Senator HARRIS. I said earlier, too, that it seems to me this may be the “interdisciplinary age.” We seem to be returning to the days of Thomas Jefferson, or even earlier to the days of Leonardo da Vinci. It is almost impossible to segregate one body of knowledge or one discipline without touching upon so many others. I think that is true in the social sciences as well as in the bioengineering field.

I think you have made some very good suggestions about how we might solve one problem: that is, the low prestige of the engineering half of bioengineering. I think there has been some resistance to date which has resulted in lower status that engineers are afforded on projects with physicians and other basic scientists. I think that this subcommittee will want to consider very seriously including as part of our recommendations in our report the very specific suggestion you have made, and also, the documentation of the areas of progress in this field, which, I think, is very good. We have been admonished by at least one witness that one of our responsibilities might be to comnence an inventory of needs in the whole biomedical field. We have made a start, and I think you have certainly assisted us in your statement in the field of bioengineering.

I do not really have any further questions. I will say that I am pleased by your testimony, which I think will be very helpful.

Do you have anything you want to add?

Dr. Starr. No, sir. I think I have said my piece in my testimony. I will be happy to answer any questions at any time, but I think I have said what I need to say now.

Senator HARRIS. What is happening in your own engineering college in this field?

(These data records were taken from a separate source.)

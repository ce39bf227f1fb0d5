//! Periodic sanity checks over telemetry snapshots.
//!
//! Each check latches once it warns and unlatches when the condition clears,
//! so a persistent problem produces one console line rather than one per
//! tick. Latches and history are cleared when the snapshot starts a new
//! session, so a reconnect gets fresh warnings.

use std::collections::VecDeque;
use std::sync::Arc;
use std::time::Duration;

use tokio::sync::{broadcast, watch};
use tokio::time::MissedTickBehavior;
use tokio_util::sync::CancellationToken;
use tracing::{debug, warn};

use super::repository::Snapshot;
use crate::config::ValidatorConfig;
use crate::types::{Clock, ConsoleLine, Lens, PerLens};

const TAG: &str = "WARN";

/// Checker state carried between ticks.
#[derive(Debug, Clone)]
pub struct ConsistencyValidator {
    config: ValidatorConfig,
    drift_started_at: Option<u64>,
    drift_warned: bool,
    case_percent_warned: bool,
    lens_percent_warned: PerLens<bool>,
    last_lid_open: Option<bool>,
    lid_toggles: VecDeque<u64>,
    flap_warned: bool,
    last_uptime: PerLens<Option<u64>>,
    uptime_warned: PerLens<bool>,
    session: u64,
}

impl ConsistencyValidator {
    pub fn new(config: ValidatorConfig) -> Self {
        Self {
            config,
            drift_started_at: None,
            drift_warned: false,
            case_percent_warned: false,
            lens_percent_warned: PerLens::default(),
            last_lid_open: None,
            lid_toggles: VecDeque::new(),
            flap_warned: false,
            last_uptime: PerLens::default(),
            uptime_warned: PerLens::default(),
            session: 0,
        }
    }

    /// Forget latched warnings and tracked history.
    pub fn reset(&mut self) {
        *self = Self { session: self.session, ..Self::new(self.config.clone()) };
    }

    /// Run every check against `snapshot`, returning new warnings.
    pub fn check(&mut self, now: u64, snapshot: &Snapshot) -> Vec<ConsoleLine> {
        let mut lines = Vec::new();
        if snapshot.session != self.session {
            debug!(session = snapshot.session, "Telemetry session changed, validator reset");
            self.reset();
            self.session = snapshot.session;
        }
        if snapshot.lenses.iter().all(|(_, t)| t.last_updated.is_none()) {
            return lines;
        }
        self.check_voltage_drift(now, snapshot, &mut lines);
        self.check_case_percent(now, snapshot, &mut lines);
        self.check_lid_flapping(now, snapshot, &mut lines);
        self.check_uptime(now, snapshot, &mut lines);
        lines
    }

    fn check_voltage_drift(&mut self, now: u64, snapshot: &Snapshot, lines: &mut Vec<ConsoleLine>) {
        let left = snapshot.lens(Lens::Left).battery_voltage_mv;
        let right = snapshot.lens(Lens::Right).battery_voltage_mv;
        let drifting = match (left, right) {
            (Some(l), Some(r)) => u32::from(l.abs_diff(r)) > self.config.voltage_drift_mv,
            _ => false,
        };
        if !drifting {
            self.drift_started_at = None;
            self.drift_warned = false;
            return;
        }
        let started = *self.drift_started_at.get_or_insert(now);
        if !self.drift_warned && now.saturating_sub(started) > self.config.drift_duration_ms {
            let message = format!("[VITALS] voltage drift > {} mV", self.config.voltage_drift_mv);
            lines.push(ConsoleLine::new(TAG, None, message, now));
            self.drift_warned = true;
        }
    }

    fn check_case_percent(&mut self, now: u64, snapshot: &Snapshot, lines: &mut Vec<ConsoleLine>) {
        let invalid = |percent: Option<u8>| percent.is_some_and(|p| p > 100);

        if invalid(snapshot.case.battery_percent) {
            if !self.case_percent_warned {
                lines.push(ConsoleLine::new(TAG, None, "[CASE] invalid percent", now));
                self.case_percent_warned = true;
            }
        } else {
            self.case_percent_warned = false;
        }

        for lens in Lens::ALL {
            if invalid(snapshot.lens(lens).case_battery_percent) {
                if !self.lens_percent_warned[lens] {
                    lines.push(ConsoleLine::new(TAG, Some(lens), "[CASE] invalid percent", now));
                    self.lens_percent_warned[lens] = true;
                }
            } else {
                self.lens_percent_warned[lens] = false;
            }
        }
    }

    fn check_lid_flapping(&mut self, now: u64, snapshot: &Snapshot, lines: &mut Vec<ConsoleLine>) {
        let Some(lid_open) = snapshot.case.lid_open else {
            self.lid_toggles.clear();
            self.last_lid_open = None;
            self.flap_warned = false;
            return;
        };
        if self.last_lid_open.is_some_and(|last| last != lid_open) {
            self.lid_toggles.push_back(now);
            while self.lid_toggles.len() > self.config.flap_history {
                self.lid_toggles.pop_front();
            }
        }
        self.last_lid_open = Some(lid_open);
        while self.lid_toggles.front().is_some_and(|&at| now.saturating_sub(at) > self.config.flap_window_ms) {
            self.lid_toggles.pop_front();
        }

        if self.lid_toggles.len() >= self.config.flap_threshold {
            if !self.flap_warned {
                lines.push(ConsoleLine::new(TAG, None, "[CASE] unstable lid state", now));
                self.flap_warned = true;
            }
        } else {
            self.flap_warned = false;
        }
    }

    fn check_uptime(&mut self, now: u64, snapshot: &Snapshot, lines: &mut Vec<ConsoleLine>) {
        for lens in Lens::ALL {
            let Some(uptime) = snapshot.lens(lens).uptime_seconds else {
                continue;
            };
            match self.last_uptime[lens] {
                Some(last) if uptime < last => {
                    if !self.uptime_warned[lens] {
                        lines.push(ConsoleLine::new(TAG, Some(lens), "[VITALS] uptime reset", now));
                        self.uptime_warned[lens] = true;
                    }
                }
                Some(last) if uptime > last => self.uptime_warned[lens] = false,
                _ => {}
            }
            self.last_uptime[lens] = Some(uptime);
        }
    }
}

/// Handle to the periodic validator task. Dropping it stops the task.
#[derive(Debug)]
pub struct ValidatorHandle {
    cancel: CancellationToken,
}

impl ValidatorHandle {
    /// Check the latest snapshot every `check_interval_ms` and publish
    /// warnings on `console`.
    pub fn spawn(
        config: ValidatorConfig,
        snapshots: watch::Receiver<Arc<Snapshot>>,
        clock: Arc<dyn Clock>,
        console: broadcast::Sender<ConsoleLine>,
    ) -> Self {
        let cancel = CancellationToken::new();
        let period = Duration::from_millis(config.check_interval_ms.max(1));
        let mut validator = ConsistencyValidator::new(config);
        let token = cancel.clone();

        tokio::spawn(async move {
            let mut ticker = tokio::time::interval(period);
            ticker.set_missed_tick_behavior(MissedTickBehavior::Delay);
            loop {
                tokio::select! {
                    _ = token.cancelled() => break,
                    _ = ticker.tick() => {}
                }
                let snapshot = snapshots.borrow().clone();
                for line in validator.check(clock.now_millis(), &snapshot) {
                    warn!(lens = ?line.lens, "{}", line.message);
                    let _ = console.send(line);
                }
            }
            debug!("consistency validator stopped");
        });

        Self { cancel }
    }

    pub fn shutdown(&self) {
        self.cancel.cancel();
    }

    pub fn is_running(&self) -> bool {
        !self.cancel.is_cancelled()
    }
}

impl Drop for ValidatorHandle {
    fn drop(&mut self) {
        self.cancel.cancel();
    }
}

Dr. STARR. Because of these needs we have specifically started a study between our medical school and our engineering school, and a brain institute which we have on the campus, to set up a coordinated program which will try to produce a much greater impact of engineering in medicine. The key element is one I have emphasized ; that is, the one of coequal recognition. Very good engineers and applied scientists want and need the same recognition that good clinical and medical researchers need. They have important programs of their own and they are not going to give up these programs if they are good unless they feel something else is very important and recognized.

Senator HARRIS. I think you have made some very good points in the first part of your statement about the differences in outlook which do not have anything to do with the good intentions of the people

involved, but nevertheless make it difficult for them to see things on a basis which will allow for

Dr. STARR. In answer to your question we are trying on our campus to set up a joint program and joint effort which will give the engineers and the applied scientists this kind of recognition in the medical school itself.

Senator HARRIS. How did you come personally to make such an inventory of needs in biomedical engineering? How did you come to be interested in such a study?

Dr. STARR. We had started this study before your committee request came to me. I had felt that this was important in the discussions that I have been privy to in the National Academy of Engineering.

This area has been brought up by many thoughtful people as an area where an engineer should play a national role. So when your committee request came in, it gave me an opportunity to focus the information I had. In that sense, it was very helpful and very constructive to me.

Senator HARRIS. We, of course, had known of your general background and interest, and that is why we wanted to hear what you had to say. I can say that it is very helpful to us to have such concrete recommendations upon which to base our work in this subcommittee.

Dr. STARR. Thank you.
Senator HARRIS. Thank you very much.
The subcommittee will stand in recess until 10 a.m. tomorrow.

(Whereupon, at 4:35 p.m., the subcommittee recessed to reconvene at 10 a.m., Friday, March 2, 1967.)